The Honourable Peter MacKay, P.C., Q.C., M.P. for Central Nova, Minister of Justice and Attorney General of Canada, today announced that the Government of Canada is issuing a call for proposals under the Youth Justice Fund, with up to $390,000 available to support provinces and territories in addressing cyberbullying among youth. Minister MacKay was joined by the Honourable Gail Shea, P.C., M.P. for Egmont and Minister of Fisheries and Oceans.
“Our Government is taking action today to address the serious concern of cyberbullying and ensure that provinces and territories are properly equipped with funding to respond effectively when it occurs,” said Minister MacKay. “Cyberbullying is a complex, emerging problem in a modern technological era that requires comprehensive responses by all levels of government, educators, non-governmental organizations, police, and community groups.”
“Canadians have asked our Government for action against online exploitation,” said Minister Shea. “Our Government is committed to addressing behaviours associated with bullying and cyberbullying and this funding announcement is another coordinated step in that direction.”
The call for proposals will help provinces and territories develop and implement effective youth justice system responses in cases where cyberbullying involves criminal conduct. This can be the case when cyberbullying reaches the level of criminal harassment, uttering threats, child pornography offences, or other offences under the Criminal Code.
The funding is intended to allow provinces and territories to tailor activities to their own specific needs. A broad range of projects will be considered, including but not limited to:
- Developing protocols between schools and police that set out how to best respond when schools are made aware of cyberbullying incidents; and
- Undertaking research aimed at identifying effective community-based responses to cyberbullying that could be used as best practice models in cases where the alleged conduct amounts to criminal behaviour.

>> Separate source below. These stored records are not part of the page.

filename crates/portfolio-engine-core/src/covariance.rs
use rust_decimal::Decimal;

use crate::context::{percent_of, progress_stride, ExecutionContext};
use crate::error::EngineError;
use crate::types::AssetData;
use crate::EngineResult;

/// Truncate all return series to the common minimum length, keeping the
/// most recent observations (series are ordered oldest first).
pub fn align_returns(assets: &[AssetData]) -> EngineResult<Vec<&[Decimal]>> {
    let m = assets.iter().map(|a| a.returns.len()).min().unwrap_or(0);
    if m < 2 {
        return Err(EngineError::InsufficientData(format!(
            "Covariance estimation requires at least 2 aligned observations per asset, got {m}"
        )));
    }
    Ok(assets
        .iter()
        .map(|a| &a.returns[a.returns.len() - m..])
        .collect())
}

/// Bessel-corrected sample covariance of aligned return series:
/// `Sigma[i][j] = sum_t (x_i,t - mean_i)(x_j,t - mean_j) / (m - 1)`.
pub fn sample_covariance(
    series: &[&[Decimal]],
    ctx: &ExecutionContext,
) -> EngineResult<Vec<Vec<Decimal>>> {
    let n = series.len();
    let m = series.first().map(|s| s.len()).unwrap_or(0);
    if m < 2 {
        return Err(EngineError::InsufficientData(format!(
            "Covariance estimation requires at least 2 observations per series, got {m}"
        )));
    }

    let m_dec = Decimal::from(m as i64);
    let denom = Decimal::from((m - 1) as i64);
    let means: Vec<Decimal> = series
        .iter()
        .map(|s| s.iter().sum::<Decimal>() / m_dec)
        .collect();

    let mut cov = vec![vec![Decimal::ZERO; n]; n];
    let stride = progress_stride(n);
    for i in 0..n {
        ctx.checkpoint()?;
        if i % stride == 0 {
            ctx.report(
                percent_of(i, n),
                &format!("Estimating covariance: asset {}/{}", i + 1, n),
            );
        }
        for j in i..n {
            let mut acc = Decimal::ZERO;
            for t in 0..m {
                acc += (series[i][t] - means[i]) * (series[j][t] - means[j]);
            }
            let c = acc / denom;
            cov[i][j] = c;
            cov[j][i] = c;
        }
    }

    Ok(cov)
}

/// Align return series and estimate their sample covariance matrix.
pub fn estimate(assets: &[AssetData], ctx: &ExecutionContext) -> EngineResult<Vec<Vec<Decimal>>> {
    let series = align_returns(assets)?;
    sample_covariance(&series, ctx)
}

// ---------------------------------------------------------------------------
// Tests
// ---------------------------------------------------------------------------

The Youth Justice Fund provides grants and contributions to projects that encourage a more effective youth justice system, respond to emerging youth justice issues, and enable greater citizen and community participation in the youth justice system.

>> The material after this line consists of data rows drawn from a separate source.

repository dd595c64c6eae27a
pub mod json;
pub mod minimal;
pub mod table;

use crate::OutputFormat;
use serde_json::Value;

/// Dispatch output to the appropriate formatter.
pub fn format_output(format: &OutputFormat, value: &Value) {
    match format {
        OutputFormat::Json => json::print_json(value),
        OutputFormat::Table => table::print_table(value),
        OutputFormat::Minimal => minimal::print_minimal(value),
    }
}
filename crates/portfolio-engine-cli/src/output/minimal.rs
use serde_json::Value;

/// Print just the key answer value from the output.
///
/// Heuristic: look for well-known result fields in order of priority,
/// then fall back to the first field in the result object.
pub fn print_minimal(value: &Value) {
    let result_obj = value
        .as_object()
        .and_then(|m| m.get("result"))
        .unwrap_or(value);

    let priority_keys = [
        "sharpe_ratio",
        "volatility",
        "expected_return",
        "weights",
        "points",
    ];

    if let Value::Object(map) = result_obj {
        for key in &priority_keys {
            if let Some(val) = map.get(*key) {
                if !val.is_null() {
                    println!("{}", format_minimal(val));
                    return;
                }
            }
        }

        if let Some((key, val)) = map.iter().next() {
            println!("{}: {}", key, format_minimal(val));
            return;
        }
    }

    println!("{}", format_minimal(result_obj));
}

fn format_minimal(value: &Value) -> String {
    match value {
        Value::String(s) => s.clone(),
        Value::Number(n) => n.to_string(),
        Value::Bool(b) => b.to_string(),
        Value::Null => "null".to_string(),
        _ => serde_json::to_string(value).unwrap_or_default(),
    }
}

This funding builds upon other Government of Canada initiatives to address the serious issue of cyberbullying:
- In April 2013, the federal, provincial and territorial governments agreed to expedite a review of the laws surrounding cyberbullying and non-consensual distribution of intimate images. That review has now been completed and the report of FPT officials is being reviewed.

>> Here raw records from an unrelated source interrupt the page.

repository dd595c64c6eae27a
use clap::Args;
use portfolio_engine_core::context::ExecutionContext;
use portfolio_engine_core::covariance;

use crate::input::{self, CliResult};
use crate::output;
use crate::OutputFormat;

/// Arguments for covariance estimation
#[derive(Args)]
pub struct CovarianceArgs {
    /// Path to a JSON/YAML asset file or CSV return grid
    #[arg(long)]
    pub input: Option<String>,

    /// Return frequency of CSV input: daily, weekly, monthly, quarterly, annual
    #[arg(long, default_value = "daily")]
    pub frequency: String,
}

pub fn run(args: CovarianceArgs, format: &OutputFormat) -> CliResult<()> {
    let assets = input::resolve_assets(&args.input, &args.frequency)?;
    let matrix = covariance::estimate(&assets, &ExecutionContext::foreground())?;

    let symbols: Vec<&str> = assets.iter().map(|a| a.symbol.as_str()).collect();
    output::format_output(
        format,
        &serde_json::json!({
            "symbols": symbols,
            "covariance": matrix,
        }),
    );
    Ok(())
}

- Under the National Crime Prevention Strategy, in the fall of 2012, the Government of Canada committed up to $10 million per year toward new crime prevention projects focused on children and youth, including the prevention of school-based bullying.
- GetCyberSafe, the Government of Canada’s public awareness campaign on online safety, has information that includes how to talk to youth about cyberbullying and how to respond to cyberbullying incidents.
This call for proposals is part of the Government’s Plan for Safe Streets and Communities, one of four priorities identified by the Prime Minister Stephen Harper in January 2013. This Plan focuses on tackling crime, enhancing victims’ rights, and increasing the efficiency of the justice system.
The Youth Justice Fund was established in 1999 as part of the Youth Justice Renewal Initiative, and provides grants and contributions funding for projects across Canada. The Youth Justice Fund has a budget of approximately $4.5 million each year.
The Youth Justice Fund has three components:
- The Main Fund supports a broad range of projects relating to youth involved in the justice system. Current funding priorities include youth with mental health issues and/or cognitive impairments such as Foetal Alcohol Spectrum Disorder. The Main Fund can also provide support to respond to emerging youth justice issues.
- The Drug Treatment component supports drug treatment interventions for youth involved in the justice system who are dealing with drug abuse.
- The Guns, Gangs and Drugs component responds to youth involved in the justice system who are involved in, or vulnerable to, gun, gang and drug related activities.
The Youth Justice Initiative is a multi-faceted approach that includes a legislative framework (the Youth Criminal Justice Act) and programming resources that:
- Encourage a more fair and effective youth justice system;
- Respond to emerging youth justice issues; and
- Enable greater citizen/community participation in the youth justice system by encouraging partnerships and innovations, and developing and sharing information and knowledge about youth justice.
Community and Aboriginal organizations, as well as individuals, have been and will continue to be eligible for funding to help develop community-based programming options and partnerships that respond more effectively and in a more meaningful manner to youth in conflict with the law. Funding support is also used to advance changes in provincial/territorial policies and programs that are consistent with the intent of federal policy objectives.
The Youth Justice Fund supports the development, implementation, and evaluation of pilot projects that provide programming and services for youth in conflict with the law. It supports professional development activities, such as training and conferences, for justice professionals and youth service providers. Additionally, it funds research on the youth justice system and related issues.
Projects must target youth who are between the ages of 12 and 17 and currently in conflict with the law, or justice professionals and/or service providers who work with these youth.